Mike Trapasso said it was part planned and part unstaged.
It seemed more spontaneous, as in combustion.
"It was worse in the locker room," Hawaii’s baseball coach said of his postgame explosion that started in the dugout after the Rainbows fell to Gonzaga on March 11. The 3-1 decision dropped UH to 1-15. You know things aren’t going well when your record looks like the name of an Interstate.
And this wasn’t just another loss. This was in 12 innings, after Hawaii had come within one strike in the ninth of its first home win of 2013 — a month into the season.
"I woke up the next day with a sore foot from kicking the door about five times," Trapasso said.
It’s not uncommon for frustrated baseball coaches to shake things up by delivering verbal blasts at the team in general while physically attacking inanimate objects. And it can be effective.
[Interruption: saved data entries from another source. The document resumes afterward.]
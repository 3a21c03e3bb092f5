// 认证模块数据类型定义

use base64::engine::general_purpose::STANDARD as BASE64;
use base64::Engine;
use serde::{Deserialize, Serialize};
use serde_json::{Map, Value};

/// 客户端凭证配置（来自配置文件）
#[derive(Debug, Clone, Serialize, Deserialize)]
pub struct CredentialsConfig {
    /// OAuth 客户端 ID
    pub client_id: String,
    /// OAuth 客户端密钥
    pub client_secret: String,
    /// 用户名（设置后使用 password 授权）
    #[serde(default)]
    pub username: Option<String>,
    /// 密码
    #[serde(default)]
    pub password: Option<String>,
    /// 授权范围
    #[serde(default)]
    pub scope: Option<String>,
}

/// 换取令牌所需的凭证
#[derive(Debug, Clone)]
pub struct Credentials {
    /// base64(client_id:client_secret)，用于 Basic 认证
    encoded_secret: String,
    /// 令牌请求体
    data: Map<String, Value>,
}

impl Credentials {
    /// client_credentials 授权
    pub fn client(client_id: &str, client_secret: &str) -> Self {
        let mut data = Map::new();
        data.insert("grant_type".to_string(), Value::from("client_credentials"));
        Self::with_data(client_id, client_secret, data)
    }

    /// password 授权
    pub fn user(
        client_id: &str,
        client_secret: &str,
        username: &str,
        password: &str,
        scope: Option<&str>,
    ) -> Self {
        let mut data = Map::new();
        data.insert("grant_type".to_string(), Value::from("password"));
        data.insert("username".to_string(), Value::from(username));
        data.insert("password".to_string(), Value::from(password));
        if let Some(scope) = scope {
            data.insert("scope".to_string(), Value::from(scope));
        }
        Self::with_data(client_id, client_secret, data)
    }

    fn with_data(client_id: &str, client_secret: &str, data: Map<String, Value>) -> Self {
        let secret = format!("{}:{}", client_id, client_secret);
        Self {
            encoded_secret: BASE64.encode(secret.as_bytes()),
            data,
        }
    }

    pub fn encoded_secret(&self) -> &str {
        &self.encoded_secret
    }

    pub fn data(&self) -> &Map<String, Value> {
        &self.data
    }
}

impl From<&CredentialsConfig> for Credentials {
    fn from(config: &CredentialsConfig) -> Self {
        match (&config.username, &config.password) {
            (Some(username), Some(password)) => Credentials::user(
                &config.client_id,
                &config.client_secret,
                username,
                password,
                config.scope.as_deref(),
            ),
            _ => Credentials::client(&config.client_id, &config.client_secret),
        }
    }
}

/// 访问令牌
#[derive(Debug, Clone, PartialEq, Eq, Serialize, Deserialize)]
pub struct Token {
    pub access_token: String,
    pub token_type: String,
    #[serde(default)]
    pub expires_in: Option<u64>,
    #[serde(default)]
    pub refresh_token: Option<String>,
}

impl Token {
    /// Authorization 头的值
    pub fn header_value(&self) -> String {
        format!("{} {}", self.token_type, self.access_token)
    }
}
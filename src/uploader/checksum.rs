// 文件与分片 MD5 计算
//
// 服务端用 MD5（32 位十六进制小写）校验整个文件和每个分片

use crate::error::Result;
use md5::Context as Md5Context;
use std::io::Read;
use std::path::Path;
use tracing::debug;

/// 读取缓冲区大小
const BUFFER_SIZE: usize = 64 * 1024;

/// 计算内存数据的 MD5
pub fn md5_bytes(data: &[u8]) -> String {
    format!("{:x}", md5::compute(data))
}

/// 计算文件的 MD5
///
/// 在阻塞线程池中执行文件 I/O
pub async fn md5_file(path: &Path) -> Result<String> {
    let path = path.to_path_buf();
    tokio::task::spawn_blocking(move || md5_file_sync(&path))
        .await
        .map_err(|e| std::io::Error::new(std::io::ErrorKind::Other, e))?
}

fn md5_file_sync(path: &Path) -> Result<String> {
    let file = std::fs::File::open(path)?;
    let mut reader = std::io::BufReader::with_capacity(1024 * 1024, file);

    let mut hasher = Md5Context::new();
    let mut buffer = [0u8; BUFFER_SIZE];
    let mut total = 0u64;

    loop {
        let bytes_read = reader.read(&mut buffer)?;
        if bytes_read == 0 {
            break;
        }
        hasher.consume(&buffer[..bytes_read]);
        total += bytes_read as u64;
    }

    let digest = format!("{:x}", hasher.compute());
    debug!("文件 MD5 计算完成: path={:?}, size={}, md5={}", path, total, digest);
    Ok(digest)
}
The Rainbows finally won the next night, beating the Zags 2-0 on Matt Cooper’s three-hitter. Then, after seven days off, they won again, last Wednesday against Wichita State. UH ran the streak to three the next night, and has now won four of five since The Tirade.
The outburst is the turning point of the season so far — and just in time as Hawaii opens its first Big West season Thursday here against UC Santa Barbara. But it’s not something of which Trapasso is proud.
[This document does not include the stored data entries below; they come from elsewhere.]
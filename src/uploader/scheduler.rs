// 分片上传调度器
//
// 功能：
// - 协调任务独占所有分片状态，上传任务只通过 channel 回报结果
// - 并发控制：未观察到结果的请求数不超过 max_simultaneous
// - 首次尝试收到 401 的分片回到等待状态，重新调度一次
// - 等待结果有超时，超时后仍未返回的分片判定失败

use crate::client::RawResponse;
use crate::error::PartFailure;
use crate::uploader::backend::{PartRequest, PartUploadTarget, UploadBackend};
use crate::uploader::checksum::md5_bytes;
use crate::uploader::chunk::ChunkSpec;
use crate::uploader::element::DestinationKey;
use crate::uploader::part::{PartOutcome, PartStatus, UploadPart};
use futures::FutureExt;
use std::io::{Read, Seek, SeekFrom};
use std::panic::AssertUnwindSafe;
use std::path::{Path, PathBuf};
use std::sync::Arc;
use std::time::Duration;
use tokio::sync::mpsc;
use tokio::time::Instant;
use tracing::{debug, error, info, warn};

/// 收尾阶段等待的上限
const MAX_DRAIN_WAIT: Duration = Duration::from_secs(30 * 24 * 60 * 60);

/// 上传任务回报的结果
#[derive(Debug)]
struct PartEvent {
    index: usize,
    /// 对应的尝试次数，用于丢弃过期结果
    attempt: u32,
    md5: Option<String>,
    target: Option<PartUploadTarget>,
    outcome: PartOutcome,
}

impl PartEvent {
    fn error(index: usize, attempt: u32, reason: impl Into<String>) -> Self {
        Self {
            index,
            attempt,
            md5: None,
            target: None,
            outcome: PartOutcome::Error(reason.into()),
        }
    }
}

/// 单次分片上传所需的全部信息
struct PartJob {
    index: usize,
    attempt: u32,
    path: PathBuf,
    offset: u64,
    size: u64,
    request: PartRequest,
    md5: Option<String>,
    target: Option<PartUploadTarget>,
}

/// 调度结果
#[derive(Debug)]
pub struct ScheduleReport {
    /// 所有分片的最终状态
    pub parts: Vec<UploadPart>,
    /// 发出的分片请求总数（含重试）
    pub requests: u32,
    /// 观察到的最大并发请求数
    pub max_outstanding: usize,
}

impl ScheduleReport {
    pub fn is_success(&self) -> bool {
        self.parts.iter().all(|p| p.status == PartStatus::Available)
    }

    pub fn failures(&self) -> Vec<PartFailure> {
        self.parts
            .iter()
            .filter(|p| p.status != PartStatus::Available)
            .map(UploadPart::failure)
            .collect()
    }
}

/// 分片上传调度器
pub struct PartScheduler {
    backend: Arc<dyn UploadBackend>,
    max_simultaneous: usize,
    request_timeout: Duration,
}
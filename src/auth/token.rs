//! 访问令牌管理
//!
//! 多个并发请求同时收到 401 时只允许一次续期：
//! 请求发出前记录令牌代数（generation），收到 401 后在续期锁内比较，
//! 代数已变化说明其他请求刚刚完成续期，直接复用新令牌

use crate::auth::types::{Credentials, Token};
use crate::error::{Result, UploadError};
use async_trait::async_trait;
use parking_lot::RwLock;
use reqwest::Client;
use serde_json::Value;
use std::sync::atomic::{AtomicU64, Ordering};
use std::sync::Arc;
use tokio::sync::Mutex;
use tracing::{debug, error, info, warn};

/// 令牌接口路径
pub const TOKEN_PATH: &str = "/dxauth/oauth/token";

/// 令牌来源
#[async_trait]
pub trait TokenSource: Send + Sync {
    /// 获取新的访问令牌
    async fn fetch_token(&self) -> Result<Token>;
}

/// OAuth 令牌来源
pub struct OAuthTokenSource {
    client: Client,
    token_url: String,
    credentials: Credentials,
}

impl OAuthTokenSource {
    pub fn new(client: Client, base_url: &str, credentials: Credentials) -> Self {
        Self {
            client,
            token_url: format!("{}{}", base_url.trim_end_matches('/'), TOKEN_PATH),
            credentials,
        }
    }
}

#[async_trait]
impl TokenSource for OAuthTokenSource {
    async fn fetch_token(&self) -> Result<Token> {
        debug!("请求新令牌: {}", self.token_url);

        let response = self
            .client
            .post(&self.token_url)
            .header(
                "Authorization",
                format!("Basic {}", self.credentials.encoded_secret()),
            )
            .json(self.credentials.data())
            .send()
            .await?;

        let status = response.status();
        let body = response.text().await?;
        if !status.is_success() {
            error!("令牌请求失败: status={}, body={}", status, body);
            return Err(UploadError::TokenRenewal(format!("HTTP {}: {}", status, body)));
        }

        let value: Value = serde_json::from_str(&body)?;
        if value.get("access_token").is_none() {
            error!("不支持的令牌响应: {}", body);
            return Err(UploadError::TokenRenewal("响应中缺少 access_token".to_string()));
        }

        let token: Token = serde_json::from_value(value)?;
        debug!("获取新令牌成功");
        Ok(token)
    }
}

#[derive(Debug, Default)]
struct TokenState {
    token: Option<Token>,
    generation: u64,
}

/// 令牌管理器
pub struct TokenManager {
    /// 令牌来源（无凭证时为 None，不做续期）
    source: Option<Arc<dyn TokenSource>>,
    /// 当前令牌与代数
    state: RwLock<TokenState>,
    /// 续期锁：同一时刻只有一个续期判断
    renew_lock: Mutex<()>,
    /// 累计续期次数
    renewals: AtomicU64,
}

impl TokenManager {
    pub fn new(source: Option<Arc<dyn TokenSource>>, initial: Option<Token>) -> Self {
        Self {
            source,
            state: RwLock::new(TokenState {
                token: initial,
                generation: 0,
            }),
            renew_lock: Mutex::new(()),
            renewals: AtomicU64::new(0),
        }
    }

    /// 使用固定令牌，不做续期
    pub fn with_static_token(token: Token) -> Self {
        Self::new(None, Some(token))
    }

    /// 当前 Authorization 头的值及其代数
    pub fn authorization(&self) -> (Option<String>, u64) {
        let state = self.state.read();
        (
            state.token.as_ref().map(Token::header_value),
            state.generation,
        )
    }

    /// 当前代数
    pub fn generation(&self) -> u64 {
        self.state.read().generation
    }

    /// 累计续期次数
    pub fn renewals(&self) -> u64 {
        self.renewals.load(Ordering::SeqCst)
    }

    /// 无条件续期（首次请求前获取令牌）
    pub async fn renew(&self) -> Result<bool> {
        let seen = self.generation();
        self.renew_if_stale(seen).await
    }

    /// 令牌仍是 `seen_generation` 那一代时才续期
    ///
    /// # 返回
    /// - `Ok(true)`: 本次调用完成了续期
    /// - `Ok(false)`: 已被其他请求续期，或没有凭证
    pub async fn renew_if_stale(&self, seen_generation: u64) -> Result<bool> {
        let _guard = self.renew_lock.lock().await;

        if self.generation() != seen_generation {
            debug!("令牌已续期，跳过");
            return Ok(false);
        }

        let Some(source) = &self.source else {
            warn!("令牌续期需要凭证");
            return Ok(false);
        };

        info!("令牌失效，开始续期");
        let token = source.fetch_token().await?;
        {
            let mut state = self.state.write();
            state.token = Some(token);
            state.generation += 1;
        }
        self.renewals.fetch_add(1, Ordering::SeqCst);
        info!("令牌续期完成");
        Ok(true)
    }
}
"It’s the one thing I hadn’t tried yet," he said.
Junior Conner George said a team meeting the next morning helped just as much, if not more.
"It led to a personal moment the next day as a team," George said. "It brought us to the same level, coaches and players. It opened lines of communication."
A message about timing at the plate got through. George now consistently gets his front foot down earlier. So does Marc Flores, by eliminating a big leg kick.
"One, I’m on time for the pitch," George said. " And, two, I see the pitch better."
It sounds simple, but adjusting isn’t always easy for players who were successful their entire careers doing things a different way.
"(The leg kick) worked for me in high school and junior college," said Flores, who also admitted it had become a stylish personal flourish. "Yeah, totally. You look a little cooler. I had to fail before I would change."
Flores is hitting .409 in his past 22 at-bats (with four doubles and the team’s only home run), raising his season average from .200 to .288. George has elevated from .222 to a team-high .298 by batting .400 in his past 20 at-bats.
The team has batted .368 in the five games since Trapasso’s, uh, kick-start. It was at .193 in the first 16.
"The first teams we played had really good pitching and we were all struggling," Flores said. "Now we’ve started seeing the ball better and it built up our confidence. Big West pitching will be good. But I feel like going up against that pitching from Oregon and Rice made us better."
Said Trapasso: "We could see signs of coming out of it against Gonzaga. There wasn’t a single day when they quit working."